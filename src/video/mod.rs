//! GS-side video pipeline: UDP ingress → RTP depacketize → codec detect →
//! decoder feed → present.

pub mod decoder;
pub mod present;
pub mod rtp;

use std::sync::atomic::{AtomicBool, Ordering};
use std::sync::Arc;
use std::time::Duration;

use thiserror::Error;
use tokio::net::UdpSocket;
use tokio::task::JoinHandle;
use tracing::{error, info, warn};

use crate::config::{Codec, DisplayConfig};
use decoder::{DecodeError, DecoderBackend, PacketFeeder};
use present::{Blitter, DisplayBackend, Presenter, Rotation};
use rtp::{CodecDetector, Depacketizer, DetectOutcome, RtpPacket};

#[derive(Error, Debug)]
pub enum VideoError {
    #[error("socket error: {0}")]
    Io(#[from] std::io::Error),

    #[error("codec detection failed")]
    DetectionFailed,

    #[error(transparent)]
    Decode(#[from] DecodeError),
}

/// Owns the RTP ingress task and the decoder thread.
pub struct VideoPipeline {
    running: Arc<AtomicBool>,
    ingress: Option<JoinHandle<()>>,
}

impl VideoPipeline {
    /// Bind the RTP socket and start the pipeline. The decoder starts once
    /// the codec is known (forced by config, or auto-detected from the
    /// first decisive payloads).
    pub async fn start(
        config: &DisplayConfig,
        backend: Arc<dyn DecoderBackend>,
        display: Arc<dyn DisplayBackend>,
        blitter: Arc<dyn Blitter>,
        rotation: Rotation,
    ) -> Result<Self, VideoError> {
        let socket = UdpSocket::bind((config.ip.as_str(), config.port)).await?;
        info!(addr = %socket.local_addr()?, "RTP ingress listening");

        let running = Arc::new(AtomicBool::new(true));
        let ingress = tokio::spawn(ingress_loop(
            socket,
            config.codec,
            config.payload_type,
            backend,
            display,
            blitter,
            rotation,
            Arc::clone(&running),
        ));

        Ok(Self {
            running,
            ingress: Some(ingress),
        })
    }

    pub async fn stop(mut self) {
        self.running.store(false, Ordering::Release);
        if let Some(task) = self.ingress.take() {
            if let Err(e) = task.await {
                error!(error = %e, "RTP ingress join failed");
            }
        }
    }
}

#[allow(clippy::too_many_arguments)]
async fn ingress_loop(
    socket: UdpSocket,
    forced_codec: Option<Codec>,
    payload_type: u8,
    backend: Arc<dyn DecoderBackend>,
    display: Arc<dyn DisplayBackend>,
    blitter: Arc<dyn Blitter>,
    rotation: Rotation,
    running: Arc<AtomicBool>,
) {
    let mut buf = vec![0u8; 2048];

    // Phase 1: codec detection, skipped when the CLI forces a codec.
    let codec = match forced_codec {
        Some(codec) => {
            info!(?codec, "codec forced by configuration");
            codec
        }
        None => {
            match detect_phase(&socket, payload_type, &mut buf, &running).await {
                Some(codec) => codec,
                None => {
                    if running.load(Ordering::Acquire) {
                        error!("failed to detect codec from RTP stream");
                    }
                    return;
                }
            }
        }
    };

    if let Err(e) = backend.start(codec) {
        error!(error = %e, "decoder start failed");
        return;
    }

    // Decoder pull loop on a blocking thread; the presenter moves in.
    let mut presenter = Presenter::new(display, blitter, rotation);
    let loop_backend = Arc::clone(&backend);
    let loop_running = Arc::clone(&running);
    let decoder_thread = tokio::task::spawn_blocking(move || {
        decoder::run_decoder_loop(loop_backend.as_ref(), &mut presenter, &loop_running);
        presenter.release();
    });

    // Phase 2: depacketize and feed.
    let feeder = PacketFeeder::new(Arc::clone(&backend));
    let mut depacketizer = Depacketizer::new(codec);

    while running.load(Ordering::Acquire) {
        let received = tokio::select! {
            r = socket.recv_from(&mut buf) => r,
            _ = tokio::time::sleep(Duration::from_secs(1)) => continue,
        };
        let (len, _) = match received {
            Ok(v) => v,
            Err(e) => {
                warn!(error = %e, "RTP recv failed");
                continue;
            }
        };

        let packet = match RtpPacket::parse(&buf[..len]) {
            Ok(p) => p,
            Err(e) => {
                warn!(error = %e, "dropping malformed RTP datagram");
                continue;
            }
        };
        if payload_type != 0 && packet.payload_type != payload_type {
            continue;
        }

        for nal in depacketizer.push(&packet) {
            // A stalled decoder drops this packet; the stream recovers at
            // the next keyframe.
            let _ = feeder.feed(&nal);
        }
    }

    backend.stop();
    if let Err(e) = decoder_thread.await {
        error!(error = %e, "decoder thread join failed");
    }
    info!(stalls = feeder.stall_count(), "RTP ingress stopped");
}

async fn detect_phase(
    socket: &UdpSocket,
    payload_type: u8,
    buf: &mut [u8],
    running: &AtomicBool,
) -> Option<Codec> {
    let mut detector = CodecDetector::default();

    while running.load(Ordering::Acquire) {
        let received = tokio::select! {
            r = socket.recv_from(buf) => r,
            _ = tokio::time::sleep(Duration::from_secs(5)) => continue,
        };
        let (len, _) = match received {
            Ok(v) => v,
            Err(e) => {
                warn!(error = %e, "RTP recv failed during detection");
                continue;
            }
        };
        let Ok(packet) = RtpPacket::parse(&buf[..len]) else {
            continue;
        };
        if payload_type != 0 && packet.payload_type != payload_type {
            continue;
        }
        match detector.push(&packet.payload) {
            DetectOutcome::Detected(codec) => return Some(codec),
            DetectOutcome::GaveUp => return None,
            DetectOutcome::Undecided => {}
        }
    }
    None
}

##############################

Directions for this task:
If a line in the entries above contains "DecodeError", report it.

Solved problem:
use decoder::{DecodeError, DecoderBackend, PacketFeeder};
    Decode(#[from] DecodeError),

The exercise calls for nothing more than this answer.